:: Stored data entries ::
---

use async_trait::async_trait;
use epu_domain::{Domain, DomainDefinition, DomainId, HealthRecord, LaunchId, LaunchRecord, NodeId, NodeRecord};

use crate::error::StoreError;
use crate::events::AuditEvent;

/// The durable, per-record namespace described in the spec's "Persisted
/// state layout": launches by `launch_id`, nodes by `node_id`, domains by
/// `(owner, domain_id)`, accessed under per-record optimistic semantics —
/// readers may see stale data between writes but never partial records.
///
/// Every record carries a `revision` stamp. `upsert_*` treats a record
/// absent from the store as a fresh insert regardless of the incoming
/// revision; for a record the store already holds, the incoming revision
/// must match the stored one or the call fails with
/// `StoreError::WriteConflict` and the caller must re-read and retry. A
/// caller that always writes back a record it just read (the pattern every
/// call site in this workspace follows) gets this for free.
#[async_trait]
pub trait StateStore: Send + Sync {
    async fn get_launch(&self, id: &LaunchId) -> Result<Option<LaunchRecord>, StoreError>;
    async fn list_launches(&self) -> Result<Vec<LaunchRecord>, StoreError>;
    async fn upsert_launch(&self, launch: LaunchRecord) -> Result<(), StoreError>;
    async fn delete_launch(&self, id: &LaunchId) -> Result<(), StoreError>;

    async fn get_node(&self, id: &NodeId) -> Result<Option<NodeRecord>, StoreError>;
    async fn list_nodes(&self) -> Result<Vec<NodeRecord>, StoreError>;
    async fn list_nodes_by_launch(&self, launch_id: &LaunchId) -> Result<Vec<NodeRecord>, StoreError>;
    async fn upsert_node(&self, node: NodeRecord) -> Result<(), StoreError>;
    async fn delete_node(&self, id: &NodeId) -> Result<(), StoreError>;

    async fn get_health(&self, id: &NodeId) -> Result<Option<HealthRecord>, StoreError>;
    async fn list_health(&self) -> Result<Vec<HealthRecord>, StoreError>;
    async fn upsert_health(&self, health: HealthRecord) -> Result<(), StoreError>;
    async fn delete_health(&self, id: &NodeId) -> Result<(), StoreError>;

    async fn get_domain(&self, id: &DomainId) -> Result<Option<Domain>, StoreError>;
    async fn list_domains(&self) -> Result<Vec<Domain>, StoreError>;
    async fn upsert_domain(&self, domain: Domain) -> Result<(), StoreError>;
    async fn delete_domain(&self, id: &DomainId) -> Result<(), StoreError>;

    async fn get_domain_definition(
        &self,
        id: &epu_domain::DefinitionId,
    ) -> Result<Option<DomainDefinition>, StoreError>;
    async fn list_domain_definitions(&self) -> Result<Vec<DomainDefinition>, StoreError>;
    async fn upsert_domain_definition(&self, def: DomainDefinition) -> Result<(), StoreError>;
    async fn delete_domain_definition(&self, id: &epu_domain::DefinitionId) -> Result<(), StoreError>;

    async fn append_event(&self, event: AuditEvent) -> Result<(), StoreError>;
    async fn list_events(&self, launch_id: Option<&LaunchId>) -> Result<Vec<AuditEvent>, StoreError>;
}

---

:: EXERCISE AIM ::
Transcribe the data above completely and exactly.

:: ANSWER TO THIS EXERCISE ::
use async_trait::async_trait;
use epu_domain::{Domain, DomainDefinition, DomainId, HealthRecord, LaunchId, LaunchRecord, NodeId, NodeRecord};

use crate::error::StoreError;
use crate::events::AuditEvent;

/// The durable, per-record namespace described in the spec's "Persisted
/// state layout": launches by `launch_id`, nodes by `node_id`, domains by
/// `(owner, domain_id)`, accessed under per-record optimistic semantics —
/// readers may see stale data between writes but never partial records.
///
/// Every record carries a `revision` stamp. `upsert_*` treats a record
/// absent from the store as a fresh insert regardless of the incoming
/// revision; for a record the store already holds, the incoming revision
/// must match the stored one or the call fails with
/// `StoreError::WriteConflict` and the caller must re-read and retry. A
/// caller that always writes back a record it just read (the pattern every
/// call site in this workspace follows) gets this for free.
#[async_trait]
pub trait StateStore: Send + Sync {
    async fn get_launch(&self, id: &LaunchId) -> Result<Option<LaunchRecord>, StoreError>;
    async fn list_launches(&self) -> Result<Vec<LaunchRecord>, StoreError>;
    async fn upsert_launch(&self, launch: LaunchRecord) -> Result<(), StoreError>;
    async fn delete_launch(&self, id: &LaunchId) -> Result<(), StoreError>;

    async fn get_node(&self, id: &NodeId) -> Result<Option<NodeRecord>, StoreError>;
    async fn list_nodes(&self) -> Result<Vec<NodeRecord>, StoreError>;
    async fn list_nodes_by_launch(&self, launch_id: &LaunchId) -> Result<Vec<NodeRecord>, StoreError>;
    async fn upsert_node(&self, node: NodeRecord) -> Result<(), StoreError>;
    async fn delete_node(&self, id: &NodeId) -> Result<(), StoreError>;

    async fn get_health(&self, id: &NodeId) -> Result<Option<HealthRecord>, StoreError>;
    async fn list_health(&self) -> Result<Vec<HealthRecord>, StoreError>;
    async fn upsert_health(&self, health: HealthRecord) -> Result<(), StoreError>;
    async fn delete_health(&self, id: &NodeId) -> Result<(), StoreError>;

    async fn get_domain(&self, id: &DomainId) -> Result<Option<Domain>, StoreError>;
    async fn list_domains(&self) -> Result<Vec<Domain>, StoreError>;
    async fn upsert_domain(&self, domain: Domain) -> Result<(), StoreError>;
    async fn delete_domain(&self, id: &DomainId) -> Result<(), StoreError>;

    async fn get_domain_definition(
        &self,
        id: &epu_domain::DefinitionId,
    ) -> Result<Option<DomainDefinition>, StoreError>;
    async fn list_domain_definitions(&self) -> Result<Vec<DomainDefinition>, StoreError>;
    async fn upsert_domain_definition(&self, def: DomainDefinition) -> Result<(), StoreError>;
    async fn delete_domain_definition(&self, id: &epu_domain::DefinitionId) -> Result<(), StoreError>;

    async fn append_event(&self, event: AuditEvent) -> Result<(), StoreError>;
    async fn list_events(&self, launch_id: Option<&LaunchId>) -> Result<Vec<AuditEvent>, StoreError>;
}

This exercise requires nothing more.